Governor Kremers Centre - Rett Expertise Centre, Maastricht University Medical Center, Maastricht, The Netherlands.
Sci Data. 2021 May 4;8(1):124. doi: 10.1038/s41597-021-00905-y.
Here, we describe a dataset with information about monogenic, rare diseases with a known genetic background, supplemented with manually extracted provenance for the disease itself and the discovery of the underlying genetic cause. We assembled a collection of 4166 rare monogenic diseases and linked them to 3163 causative genes, annotated with OMIM and Ensembl identifiers and HGNC symbols. The PubMed identifiers of the scientific publications, which for the first time described the rare diseases, and the publications, which found the genes causing the diseases were added using information from OMIM, PubMed, Wikipedia, whonamedit.com, and Google Scholar. The data are available under CC0 license as spreadsheet and as RDF in a semantic model modified from DisGeNET, and was added to Wikidata. This dataset relies on publicly available data and publications with a PubMed identifier, but by our effort to make the data interoperable and linked, we can now analyse this data. Our analysis revealed the timeline of rare disease and causative gene discovery and links them to developments in methods.

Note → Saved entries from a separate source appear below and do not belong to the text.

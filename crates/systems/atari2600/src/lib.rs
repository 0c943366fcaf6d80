//! Atari 2600 core emulation engine: 6507 CPU, TIA, RIOT, the shared
//! address bus, cartridge mappers (including the ARM7TDMI-backed DPC+/CDF
//! scheme), and the colour-clock orchestrator that drives them together.
//!
//! Windowing, rendering/CRT post-processing, audio resampling/playback,
//! a debugger UI and config file loading all live outside this crate —
//! callers own the event loop and pixel/sample presentation; this crate
//! only produces the colour-index/sample stream and the hooks a debugger
//! front-end would attach to.

pub mod arm7tdmi;
pub mod bus;
pub mod cartridge;
pub mod cpu;
pub mod error;
pub mod input;
pub mod orchestrator;
pub mod riot;
pub mod snapshot;
pub mod tia;

pub use bus::Atari2600Bus;
pub use cartridge::Mapper;
pub use cpu::Cpu6507;
pub use error::EngineError;
pub use input::{InputEvent, InputState};
pub use orchestrator::{Orchestrator, RunUntil, StopReason};

/// The whole machine: CPU, bus (which owns TIA/RIOT/cartridge), and the
/// input state feeding RIOT/TIA ports. This is the type embedding
/// applications construct; `Orchestrator` alone is enough for headless
/// stepping, but most callers also want input plumbing and a single
/// `load_cartridge`/`reset`/`run_frame` surface.
pub struct Atari2600 {
    pub orchestrator: Orchestrator,
    pub input: InputState,
}

impl Atari2600 {
    pub fn new() -> Self {
        Self { orchestrator: Orchestrator::new(), input: InputState::new() }
    }

    /// Detect a bankswitch scheme from ROM size alone and mount it. Callers
    /// with header metadata identifying an ambiguous-size scheme (E0/3F/FE
    /// at 8K, for instance) should construct the `Mapper` directly and use
    /// `mount` instead.
    pub fn load_cartridge(&mut self, rom: &[u8]) -> Result<(), EngineError> {
        let cart = cartridge::detect(rom)?;
        self.orchestrator.bus.mount(cart);
        Ok(())
    }

    pub fn mount(&mut self, cart: Box<dyn Mapper>) {
        self.orchestrator.bus.mount(cart);
    }

    pub fn reset(&mut self) {
        self.orchestrator.reset();
    }

    pub fn apply_input(&mut self, event: InputEvent) {
        self.input.apply(event);
        self.input.drive_ports(&mut self.orchestrator.bus.riot, &mut self.orchestrator.bus.tia);
    }

    pub fn run_frame(&mut self) -> StopReason {
        self.orchestrator.run(RunUntil::Frame)
    }

    pub fn run_scanline(&mut self) -> StopReason {
        self.orchestrator.run(RunUntil::Scanline)
    }

    pub fn snapshot(&self) -> serde_json::Value {
        snapshot::capture(&self.orchestrator.cpu, &self.orchestrator.bus)
    }

    pub fn restore_snapshot(&mut self, value: &serde_json::Value) -> Result<(), EngineError> {
        snapshot::restore(value, &mut self.orchestrator.cpu, &mut self.orchestrator.bus)
    }
}

impl Default for Atari2600 {
    fn default() -> Self {
        Self::new()
    }
}

#[cfg(test)]
mod tests {
    use super::*;

    #[test]
    fn new_engine_has_no_cartridge_and_reports_engine_error_on_reset_read() {
        let engine = Atari2600::new();
        assert!(engine.orchestrator.bus.cartridge.is_none());
    }

    #[test]
    fn loading_a_2k_rom_mounts_the_plain_atari_rom_mapper() {
        let mut engine = Atari2600::new();
        engine.load_cartridge(&vec![0u8; 2048]).unwrap();
        assert!(engine.orchestrator.bus.cartridge.is_some());
        engine.reset();
    }

    #[test]
    fn console_switches_reach_riot_port_b_through_apply_input() {
        let mut engine = Atari2600::new();
        engine.load_cartridge(&vec![0u8; 2048]).unwrap();
        engine.apply_input(InputEvent::Console { button: input::Panel::Reset, pressed: true });
        let v = engine.orchestrator.bus.riot.read_io(0x02).unwrap();
        assert_eq!(v & 0x01, 0x00);
    }
}
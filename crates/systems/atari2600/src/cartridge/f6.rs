//! Atari F6: 16K ROM as four swappable 4K banks, hotspots 0x1FF6-0x1FF9.

use super::{CartridgeError, Mapper};
use serde::{Deserialize, Serialize};
use serde_json::json;

#[derive(Debug, Clone, Serialize, Deserialize)]
pub struct F6 {
    rom: Vec<u8>,
    bank: usize,
}

impl F6 {
    pub fn new(rom: Vec<u8>) -> Result<Self, CartridgeError> {
        if rom.len() != 16384 {
            return Err(CartridgeError::SchemeSizeMismatch(rom.len()));
        }
        Ok(Self { rom, bank: 0 })
    }

    fn check_hotspot(&mut self, offset: u16) {
        if let 0x0FF6..=0x0FF9 = offset & 0x0FFF {
            self.bank = (offset as usize & 0x0FFF) - 0x0FF6;
        }
    }
}

impl Mapper for F6 {
    fn access(&mut self, offset: u16) -> u8 {
        self.check_hotspot(offset);
        let base = self.bank * 4096;
        self.rom[base + (offset as usize & 0x0FFF)]
    }

    fn access_volatile(&mut self, offset: u16, _val: u8) {
        self.check_hotspot(offset);
    }

    fn snapshot(&self) -> serde_json::Value {
        json!({ "kind": "f6", "rom": self.rom, "bank": self.bank })
    }

    fn restore(&mut self, value: &serde_json::Value) -> Result<(), CartridgeError> {
        if let Some(bank) = value.get("bank").and_then(|v| v.as_u64()) {
            self.bank = bank as usize;
        }
        Ok(())
    }
}

#[cfg(test)]
mod tests {
    use super::*;

    #[test]
    fn switches_among_four_banks() {
        let mut rom = vec![0u8; 16384];
        for b in 0..4 {
            rom[b * 4096] = b as u8;
        }
        let mut cart = F6::new(rom).unwrap();
        for b in 0..4 {
            cart.access(0x0FF6 + b as u16);
            assert_eq!(cart.access(0x0000), b as u8);
        }
    }
}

在这里,我们描述了一个数据集,其中包含有关具有已知遗传背景的单基因、罕见疾病的信息,并补充了有关疾病本身和潜在遗传原因发现的手动提取来源。我们收集了 4166 种罕见的单基因疾病,并将它们与 3163 个致病基因联系起来,这些基因都被标注了 OMIM 和 Ensembl 标识符以及 HGNC 符号。首次描述这些罕见疾病的科学出版物的 PubMed 标识符以及发现导致这些疾病的基因的出版物,是通过从 OMIM、PubMed、维基百科、whonamedit.com 和 Google Scholar 中获取信息添加的。这些数据在 CC0 许可下以电子表格的形式提供,以从 DisGeNET 修改后的语义模型中的 RDF 形式提供,并已添加到 Wikidata 中。该数据集依赖于具有 PubMed 标识符的公开可用数据和出版物,但通过我们努力使数据具有互操作性和链接性,我们现在可以分析这些数据。我们的分析揭示了罕见疾病和致病基因发现的时间线,并将它们与方法的发展联系起来。